Segment Start: RECORD SET

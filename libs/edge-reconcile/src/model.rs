//! Module and module set snapshots.
//!
//! A [`ModuleSet`] is the unit being reconciled: one snapshot of either the
//! desired or the currently running workload. Sets are never mutated after
//! construction; derived sets are produced with [`ModuleSet::with_module`] and
//! [`ModuleSet::without_module`].

use std::collections::BTreeMap;
use std::fmt;
use std::sync::Arc;

use serde::{Deserialize, Serialize};

use crate::diff::Diff;

/// Errors raised while assembling model values.
#[derive(thiserror::Error, Debug, Clone, PartialEq, Eq)]
pub enum ModelError {
    #[error("module name must not be empty")]
    EmptyName,
    #[error("duplicate module '{name}'")]
    DuplicateModule { name: String },
    #[error("module '{name}' appears in both the update and removal lists")]
    ConflictingDiff { name: String },
}

/// When the runtime should restart a module that exited.
#[derive(Debug, Default, Clone, Copy, PartialEq, Eq, Hash, Serialize, Deserialize)]
#[serde(rename_all = "snake_case")]
pub enum RestartPolicy {
    Never,
    OnFailure,
    OnUnhealthy,
    #[default]
    Always,
}

/// Runtime status the module is expected to be in.
#[derive(Debug, Default, Clone, Copy, PartialEq, Eq, Hash, Serialize, Deserialize)]
#[serde(rename_all = "snake_case")]
pub enum ModuleStatus {
    #[default]
    Running,
    Stopped,
}

impl fmt::Display for ModuleStatus {
    fn fmt(&self, f: &mut fmt::Formatter<'_>) -> fmt::Result {
        match self {
            Self::Running => f.write_str("running"),
            Self::Stopped => f.write_str("stopped"),
        }
    }
}

/// A named unit of workload configuration.
#[derive(Debug, Clone, PartialEq, Eq, Serialize, Deserialize)]
pub struct Module {
    pub name: String,
    pub image: String,
    #[serde(default)]
    pub restart_policy: RestartPolicy,
    #[serde(default)]
    pub desired_status: ModuleStatus,
    #[serde(default)]
    pub env: BTreeMap<String, String>,
}

impl Module {
    #[must_use]
    pub fn new(name: impl Into<String>, image: impl Into<String>) -> Self {
        Self {
            name: name.into(),
            image: image.into(),
            restart_policy: RestartPolicy::default(),
            desired_status: ModuleStatus::default(),
            env: BTreeMap::new(),
        }
    }

    #[must_use]
    pub fn with_restart_policy(mut self, policy: RestartPolicy) -> Self {
        self.restart_policy = policy;
        self
    }

    #[must_use]
    pub fn with_desired_status(mut self, status: ModuleStatus) -> Self {
        self.desired_status = status;
        self
    }

    #[must_use]
    pub fn with_env(mut self, key: impl Into<String>, value: impl Into<String>) -> Self {
        self.env.insert(key.into(), value.into());
        self
    }
}

/// Immutable mapping from module name to [`Module`].
///
/// Cloning is cheap: the map is shared behind an `Arc` and only copied when a
/// derived set is built.
#[derive(Debug, Clone, Default, PartialEq, Eq)]
pub struct ModuleSet {
    modules: Arc<BTreeMap<String, Module>>,
}

impl ModuleSet {
    #[must_use]
    pub fn empty() -> Self {
        Self::default()
    }

    /// Build a set from modules, keyed by their names.
    ///
    /// # Errors
    /// Returns [`ModelError::EmptyName`] for a module without a name and
    /// [`ModelError::DuplicateModule`] when two modules share a name.
    pub fn from_modules<I>(modules: I) -> Result<Self, ModelError>
    where
        I: IntoIterator<Item = Module>,
    {
        let mut map = BTreeMap::new();
        for module in modules {
            if module.name.is_empty() {
                return Err(ModelError::EmptyName);
            }
            if map.contains_key(&module.name) {
                return Err(ModelError::DuplicateModule { name: module.name });
            }
            map.insert(module.name.clone(), module);
        }
        Ok(Self {
            modules: Arc::new(map),
        })
    }

    #[must_use]
    pub fn get(&self, name: &str) -> Option<&Module> {
        self.modules.get(name)
    }

    #[must_use]
    pub fn contains(&self, name: &str) -> bool {
        self.modules.contains_key(name)
    }

    #[must_use]
    pub fn len(&self) -> usize {
        self.modules.len()
    }

    #[must_use]
    pub fn is_empty(&self) -> bool {
        self.modules.is_empty()
    }

    /// Module names in ascending order.
    pub fn names(&self) -> impl Iterator<Item = &str> {
        self.modules.keys().map(String::as_str)
    }

    /// Modules in ascending name order.
    pub fn iter(&self) -> impl Iterator<Item = &Module> {
        self.modules.values()
    }

    /// Returns a new set with `module` added or replacing the entry of the same name.
    #[must_use]
    pub fn with_module(&self, module: Module) -> Self {
        let mut map = BTreeMap::clone(&self.modules);
        map.insert(module.name.clone(), module);
        Self {
            modules: Arc::new(map),
        }
    }

    /// Returns a new set without the module called `name`.
    #[must_use]
    pub fn without_module(&self, name: &str) -> Self {
        if !self.contains(name) {
            return self.clone();
        }
        let mut map = BTreeMap::clone(&self.modules);
        map.remove(name);
        Self {
            modules: Arc::new(map),
        }
    }

    /// Computes the changes needed to move from `current` to `self`.
    ///
    /// Modules missing from `current` or whose configuration differs are
    /// updates; names only present in `current` are removals.
    #[must_use]
    pub fn diff(&self, current: &ModuleSet) -> Diff {
        let updated: Vec<Module> = self
            .iter()
            .filter(|desired| current.get(&desired.name) != Some(*desired))
            .cloned()
            .collect();

        let removed: Vec<String> = current
            .names()
            .filter(|name| !self.contains(name))
            .map(str::to_owned)
            .collect();

        Diff::from_disjoint(updated, removed)
    }
}

impl<'a> IntoIterator for &'a ModuleSet {
    type Item = &'a Module;
    type IntoIter = std::collections::btree_map::Values<'a, String, Module>;

    fn into_iter(self) -> Self::IntoIter {
        self.modules.values()
    }
}

#[cfg(test)]
#[cfg_attr(coverage_nightly, coverage(off))]
mod tests {
    use super::*;

    fn module(name: &str, image: &str) -> Module {
        Module::new(name, image)
    }

    #[test]
    fn from_modules_rejects_duplicates() {
        let err = ModuleSet::from_modules([module("a", "img:1"), module("a", "img:2")])
            .expect_err("duplicate names must be rejected");
        assert_eq!(
            err,
            ModelError::DuplicateModule {
                name: "a".to_owned()
            }
        );
    }

    #[test]
    fn from_modules_rejects_empty_name() {
        let err = ModuleSet::from_modules([module("", "img:1")]).unwrap_err();
        assert_eq!(err, ModelError::EmptyName);
    }

    #[test]
    fn derived_sets_leave_original_untouched() {
        let base = ModuleSet::from_modules([module("a", "img:1")]).unwrap();
        let added = base.with_module(module("b", "img:1"));
        let removed = added.without_module("a");

        assert_eq!(base.len(), 1);
        assert_eq!(added.len(), 2);
        assert_eq!(removed.names().collect::<Vec<_>>(), vec!["b"]);
    }

    #[test]
    fn diff_detects_new_changed_and_removed_modules() {
        let current = ModuleSet::from_modules([
            module("same", "img:1"),
            module("changed", "img:1"),
            module("gone", "img:1"),
        ])
        .unwrap();
        let desired = ModuleSet::from_modules([
            module("same", "img:1"),
            module("changed", "img:2"),
            module("fresh", "img:1"),
        ])
        .unwrap();

        let diff = desired.diff(&current);

        let updated: Vec<_> = diff.updated().iter().map(|m| m.name.as_str()).collect();
        assert_eq!(updated, vec!["changed", "fresh"]);
        assert_eq!(diff.removed(), ["gone".to_owned()]);
    }

    #[test]
    fn diff_of_identical_sets_is_empty() {
        let set = ModuleSet::from_modules([module("a", "img:1").with_env("K", "V")]).unwrap();
        assert!(set.diff(&set.clone()).is_empty());
    }

    #[test]
    fn module_deserializes_with_defaults() {
        let module: Module =
            serde_json::from_str(r#"{"name":"edge","image":"edge:1.0"}"#).unwrap();
        assert_eq!(module.restart_policy, RestartPolicy::Always);
        assert_eq!(module.desired_status, ModuleStatus::Running);
        assert!(module.env.is_empty());
    }
}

Segment End: RECORD SET

◆ WORK ORDER:
Each line from the start of the listing above through the line containing "use std::sync::Arc;" should be copied exactly, please, with no other lines added.

◆ EXPECTED ANSWER:
filename libs/edge-reconcile/src/model.rs
//! Module and module set snapshots.
//!
//! A [`ModuleSet`] is the unit being reconciled: one snapshot of either the
//! desired or the currently running workload. Sets are never mutated after
//! construction; derived sets are produced with [`ModuleSet::with_module`] and
//! [`ModuleSet::without_module`].

use std::collections::BTreeMap;
use std::fmt;
use std::sync::Arc;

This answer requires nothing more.